This module addresses fundamental aspects of investigative practice in digital environments and dwells on the importance of using methodology(ies) for data inquiry. Researchers doing investigations using Open Source Intelligence (OSINT) tools, data collection and analysis, as well as developing automated tools for investigations will benefit from this module. It critically reflects on the essential phases of digital investigations at large: Identification of a Problem (formulation of hypotheses), Information Gathering, Preservation, Verification, Analysis, and Dissemination.

By the end of the module, participants would have the principles to conduct investigations that effectively identify, prove, and strategically disseminate issues in the public interest, with fairness and rigour. Its scope is meant to be applied along with the rest of tools and methods from SDS 2022 modules.


Computer vision, automated image generation and deepfakes 

Session 1 (Anne Alexander)

The first session in this module will provide an overview of the basic tasks of computer vision such as Image Classification, Object Detection, Image-to-Image Translation, Image Captioning, Image Segmentation with examples of their application in different sectors of the economy and society.
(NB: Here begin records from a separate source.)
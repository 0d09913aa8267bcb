//! C8: fan-out notifications for round transitions (spec §4.8).
//!
//! Built on `tokio::sync::broadcast` rather than the reference workspace's
//! usual `mpsc` plumbing (see `ippan-consensus`'s `tx_sender`), because
//! §4.8 explicitly allows more than one consumer ("consumed by transport/WS
//! layers") — broadcast is the multi-consumer primitive. Delivery is
//! best-effort: a lagging or absent subscriber never blocks or fails a
//! `send`, matching "non-blocking, must not interfere with transaction
//! commit".

use ippan_round_types::{BlockId, Height, RoundId};
use tokio::sync::broadcast;
use tracing::debug;

#[derive(Debug, Clone, PartialEq, Eq)]
pub enum RoundEvent {
    FinishRound(RoundId),
    RoundBackwardTick { height: Height, block_id: BlockId },
}

#[derive(Debug)]
pub struct RoundEventBus {
    sender: broadcast::Sender<RoundEvent>,
}

impl RoundEventBus {
    pub fn new(capacity: usize) -> Self {
        let (sender, _receiver) = broadcast::channel(capacity);
        Self { sender }
    }

    pub fn subscribe(&self) -> broadcast::Receiver<RoundEvent> {
        self.sender.subscribe()
    }

    /// Best-effort: `send` only fails when there are no subscribers, which
    /// is a normal and harmless state for this bus (spec §4.8 "best-effort,
    /// non-blocking").
    pub fn publish(&self, event: RoundEvent) {
        if self.sender.send(event.clone()).is_err() {
            debug!(target: "round_engine", ?event, "no event-bus subscribers");
        }
    }
}

impl Default for RoundEventBus {
    fn default() -> Self {
        Self::new(256)
    }
}

#[cfg(test)]
mod tests {
    use super::*;

    #[tokio::test]
    async fn subscriber_receives_published_event() {
        let bus = RoundEventBus::default();
        let mut rx = bus.subscribe();
        bus.publish(RoundEvent::FinishRound(7));
        assert_eq!(rx.recv().await.unwrap(), RoundEvent::FinishRound(7));
    }

    #[test]
    fn publish_without_subscribers_does_not_panic() {
        let bus = RoundEventBus::default();
        bus.publish(RoundEvent::FinishRound(1));
    }
}
//! Round lifecycle engine for a delegated-proof-of-stake chain (spec
//! overview, §2): round boundary detection, fee/reward settlement with
//! outsider accounting, v1/v2 delegate slate selection, and exactly
//! reversible forward/backward block application.

pub mod app_state;
pub mod config;
pub mod delegate_slate;
pub mod event_bus;
pub mod round_engine;
pub mod round_math;
pub mod round_ops;

pub use app_state::RoundAppState;
pub use config::EngineConfig;
pub use event_bus::{RoundEvent, RoundEventBus};
pub use round_engine::RoundEngine;
pub use round_ops::{RoundContext, RoundOps};
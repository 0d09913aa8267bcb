//! The `BlockStore` interface the engine reads blocks through, and the
//! summary it hands back for one round (spec §4.3, §6).

use ippan_round_types::{Block, BlockId, Height, PublicKey, RoundId, StoreError};

/// The persisted facts a round-end settlement needs: total fees, the
/// per-height reward schedule actually paid, and the generator of each
/// height, all in height-ascending order.
#[derive(Debug, Clone, PartialEq, Eq)]
pub struct RoundSummary {
    pub fees: i64,
    pub rewards: Vec<i64>,
    pub delegates: Vec<PublicKey>,
}

impl RoundSummary {
    pub fn heights_in_round(&self) -> usize {
        self.delegates.len()
    }
}

pub trait BlockStore {
    /// Sum round `round` (whose slate is sized `n`) from persisted blocks.
    ///
    /// Sums the height-ascending *prefix* of `first_in_round(round, n)..=
    /// last_in_round(round, n)` that is actually persisted, stopping at the
    /// first missing height rather than erroring. This is what lets the
    /// genesis block's own `tick` (height 1, always a round-end per spec
    /// §4.1) summarize correctly before the rest of round 1 has been mined:
    /// it finds exactly the one persisted block and returns a
    /// single-delegate summary, with no special-cased round-1 read path.
    fn sum_round(&self, n: usize, round: RoundId) -> Result<RoundSummary, StoreError>;

    fn find_by_height(&self, height: Height) -> Result<Option<Block>, StoreError>;

    fn find_by_id(&self, id: BlockId) -> Result<Option<Block>, StoreError>;

    /// Snapshot mode only (spec §4.6): drop all persisted blocks above
    /// `from_height`.
    fn truncate_blocks(&self, from_height: Height) -> Result<(), StoreError>;

    /// Stamp the block id that caused a round-end op batch, enabling
    /// idempotent replay detection.
    fn mark_block_id(&self, height: Height, id: BlockId) -> Result<(), StoreError>;
}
We will introduce participants to a critical framework for understanding computer vision systems as interpretative rather than descriptive tools, exploring the history of their development through a case study investigating the genesis of ImageNet, a massive set of training data which was instrumental in creating conditions for breakthroughs in “deep learning” approaches to designing AI systems.

Session 2 (Leo Impett)

This session will look at AI-generated images, from Hollywood CGI to “deepfakes”. We’ll start by asking how we got here: looking at the first generative image models, including Eigenfaces (from the 1990s) and early computer graphics. We’ll look at what a generative AI model is formally, before looking at the most widely used image generation technique of the last decade, Generative Adversarial Networks (GANs). We’ll try to train and use some GANs, both for generating images from scratch and for converting between ‘image domains’ (a commonly used deepfake technique). Finally, we’ll look at what the future holds for image generation: image diffusion models and text-to-image models (e.g. OpenAI’s DALL·E 1 and 2).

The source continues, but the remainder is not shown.